Claims has not received as much attention as many front-end processes when it comes to investment, even though it is the moment of truth on which long-term policyholder loyalty can be built
Recent advances in technology have opened up new opportunities for claims managers with greater visibility of data to make more informed decisions to help reduce cost and improve the customer journey of a claimant.
With this in mind, Post, in association with Marklogic, brought together representatives from the claims arena to address how digital processes can transform the way claims are handled.
Toni Meeking, claims account manager at RSA, said bringing claims into the 21st century is a multi-stakeholder task and essential as insurance buyers’ expectations increase.
“Our customers and the businesses they own are innovating all the time, so we need to be able to keep up with our customers as well,” Meeking said.
“The same goes for any of the parties that we link with: the suppliers, third-party administrators, and the loss adjustors. We all need to be raising the bar and looking at how innovating in the claims space can improve our ability to trade, from both a customer service and financial perspective.”
Jennie Gibson, claims performance analyst at Ecclesiastical, added that as customers’ lives become increasingly digitised, expectations for a fast, efficient and tech-savvy claims environment are increasing.
It’s not just about meeting customer demand however. Gibson said there is an overwhelming business case for two aspects of trade that would be impacted through digitising claims.
“First, we’ve got the customer and the customer experience, and the technology we use for meeting customer expectations, in terms of every other aspect of our lives is digital. Why wouldn’t reporting an insurance claim be?” she asked.

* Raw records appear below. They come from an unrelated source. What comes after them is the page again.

//! Per-PDU decode context
//!
//! A `DecodeContext` is created at the start of a PDU body and threaded by
//! mutable reference through every decode call. It owns the read cursor,
//! the conformant-run pass state, the pointer deferral stack and the
//! recursion counter, and borrows the caller's sink. Nothing in it is shared
//! between PDUs, so independent PDUs can be decoded on separate threads.

use crate::conformance::{ConformanceTable, PassMode};
use crate::context_handle::ContextHandlePadding;
use crate::cursor::Cursor;
use crate::drep::ByteOrder;
use crate::error::{DecodeError, Result};
use crate::options::DecodeOptions;
use crate::pointers::PointerDeferralStack;
use crate::sink::{DecodeSink, Field, FieldValue};
use std::fmt;
use std::ops::Range;
use tracing::{debug, trace};

pub struct DecodeContext<'a> {
    pub(crate) cursor: Cursor<'a>,
    pub(crate) pass: PassMode,
    pub(crate) conformance: Option<ConformanceTable>,
    pub(crate) pointers: PointerDeferralStack<'a>,
    ndr64: bool,
    depth: usize,
    max_depth: usize,
    context_handle_padding: ContextHandlePadding,
    sink: &'a mut dyn DecodeSink,
}

impl<'a> DecodeContext<'a> {
    pub fn new(buffer: &'a [u8], sink: &'a mut dyn DecodeSink, options: DecodeOptions) -> Self {
        if options.start_offset > buffer.len() {
            debug!(
                "start offset {} is past the end of a {} byte buffer",
                options.start_offset,
                buffer.len()
            );
        }
        let cursor = Cursor::new(buffer, options.byte_order)
            .at(options.start_offset)
            .with_suppressed_alignment(options.suppress_alignment);
        Self {
            cursor,
            pass: PassMode::Real,
            conformance: None,
            pointers: PointerDeferralStack::new(),
            ndr64: options.ndr64,
            depth: 0,
            max_depth: options.max_depth,
            context_handle_padding: options.context_handle_padding,
            sink,
        }
    }

    pub fn cursor(&self) -> &Cursor<'a> {
        &self.cursor
    }

    pub fn offset(&self) -> usize {
        self.cursor.offset()
    }

    pub fn remaining(&self) -> usize {
        self.cursor.remaining()
    }

    pub fn byte_order(&self) -> ByteOrder {
        self.cursor.byte_order()
    }

    pub fn is_ndr64(&self) -> bool {
        self.ndr64
    }

    pub fn pass(&self) -> PassMode {
        self.pass
    }

    /// True while walking a structure only to harvest array headers
    pub fn is_prepass(&self) -> bool {
        self.pass == PassMode::Prepass
    }

    /// Current structural nesting depth
    pub fn depth(&self) -> usize {
        self.depth
    }

    pub fn context_handle_padding(&self) -> ContextHandlePadding {
        self.context_handle_padding
    }

    /// Run `body` one nesting level deeper
    ///
    /// Fails with `RecursionLimitExceeded` instead of descending past the
    /// configured maximum depth.
    pub fn nested<R>(&mut self, body: impl FnOnce(&mut Self) -> Result<R>) -> Result<R> {
        if self.depth >= self.max_depth {
            debug!(
                "recursion limit {} reached at offset {}",
                self.max_depth,
                self.offset()
            );
            return Err(DecodeError::RecursionLimitExceeded {
                offset: self.offset(),
                limit: self.max_depth,
            });
        }
        self.depth += 1;
        let result = body(self);
        self.depth -= 1;
        result
    }

    /// Drain the referents still queued at the outermost level and return the
    /// final offset
    pub fn finish(mut self) -> Result<usize> {
        self.drain()?;
        trace!("decode finished at offset {}", self.offset());
        Ok(self.offset())
    }

    /// Hand a decoded field to the sink, with its annotation if requested
    pub(crate) fn emit(&mut self, field: &Field, value: FieldValue, range: Range<usize>) {
        if field.summary {
            let text = field.annotation(&value);
            self.sink.summary(&text);
        }
        self.sink.field(field, &value, range);
    }
}

impl fmt::Debug for DecodeContext<'_> {
    fn fmt(&self, f: &mut fmt::Formatter<'_>) -> fmt::Result {
        f.debug_struct("DecodeContext")
            .field("cursor", &self.cursor)
            .field("pass", &self.pass)
            .field("ndr64", &self.ndr64)
            .field("depth", &self.depth)
            .field("pending_referents", &self.pointers.pending())
            .finish()
    }
}

#[cfg(test)]
mod tests {
    use super::*;
    use crate::sink::{NullSink, RecordingSink};

    #[test]
    fn test_new_applies_options() {
        let data = [0u8; 16];
        let mut sink = NullSink;
        let opts = DecodeOptions::new()
            .with_byte_order(ByteOrder::BigEndian)
            .with_ndr64(true)
            .with_start_offset(3);
        let ctx = DecodeContext::new(&data, &mut sink, opts);
        assert_eq!(ctx.offset(), 3);
        assert_eq!(ctx.remaining(), 13);
        assert_eq!(ctx.byte_order(), ByteOrder::BigEndian);
        assert!(ctx.is_ndr64());
        assert!(!ctx.is_prepass());
    }

    #[test]
    fn test_start_offset_past_end_fails_cleanly() {
        use crate::context_handle::decode_context_handle;
        use crate::scalar::{decode_u32, decode_u8};

        static VALUE: Field = Field::new("value");
        let data = [0u8; 4];
        let mut sink = RecordingSink::new();
        let mut ctx = DecodeContext::new(&data, &mut sink, DecodeOptions::new().with_start_offset(8));
        assert!(decode_u8(&mut ctx, &VALUE, None).unwrap_err().is_truncation());
        assert!(decode_u32(&mut ctx, &VALUE, None).unwrap_err().is_truncation());
        assert!(decode_context_handle(&mut ctx, &VALUE, None).is_err());
        assert_eq!(ctx.offset(), 8);
        drop(ctx);
        assert!(sink.fields.is_empty());
    }

    #[test]
    fn test_nested_depth_limit() {
        let data = [0u8; 4];
        let mut sink = NullSink;
        let mut ctx = DecodeContext::new(&data, &mut sink, DecodeOptions::new().with_max_depth(2));

        let ok = ctx.nested(|ctx| ctx.nested(|ctx| Ok(ctx.depth())));
        assert_eq!(ok.unwrap(), 2);
        assert_eq!(ctx.depth(), 0);

        let err = ctx
            .nested(|ctx| ctx.nested(|ctx| ctx.nested(|_| Ok(()))))
            .unwrap_err();
        assert_eq!(err, DecodeError::RecursionLimitExceeded { offset: 0, limit: 2 });
        assert_eq!(ctx.depth(), 0);
    }

    #[test]
    fn test_emit_with_annotation() {
        static CALL_ID: Field = Field::new("call_id").summarized();
        static FLAGS: Field = Field::new("flags").hex();

        let data = [0u8; 4];
        let mut sink = RecordingSink::new();
        let mut ctx = DecodeContext::new(&data, &mut sink, DecodeOptions::new());
        ctx.emit(&CALL_ID, FieldValue::U32(9), 0..4);
        ctx.emit(&FLAGS, FieldValue::U8(3), 4..5);
        ctx.finish().unwrap();

        assert_eq!(sink.names(), vec!["call_id", "flags"]);
        assert_eq!(sink.summary_line(), "call_id(9)");
    }
}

“Then you’ve got the performance management side. It’s only through analysing claims data and providing that analysis back to the rest of the business that we can get accurate insight into our total performance. A better claims environment would have a huge potential impact on the entire business.”
Think big, start small, move fast
“Because claims are much more complex, it’s falling behind,” explained Vicki Heslop, head of customer claims for personal lines at Covéa. “It’s so much easier to digitalise the front end and the sale side, which makes it cheaper and faster to do. The claims journey is vastly different and the customer needs are different.”
Heslop said the complex nature of claims makes it impossible for an insurer to modernise the entire process in one go. “Claims is so complex that if you try to do everything in one go, you’ll be waiting for a very long time. By the time that’s delivered, you’ll want to change it.”
David Melvin, head of robotic process automation and cognitive automation capability at MS Amlin, added: “We’re talking about disrupting the whole existing model, we’ll never solve it in one go. Our business has had to adopt a mantra of: ‘you start small, you think big and you move fast’.
“The challenge that companies face is that they try to crack it all in one go. It needs to be broken up into manageable chunks and if it fails, it fails fast, and you move on.”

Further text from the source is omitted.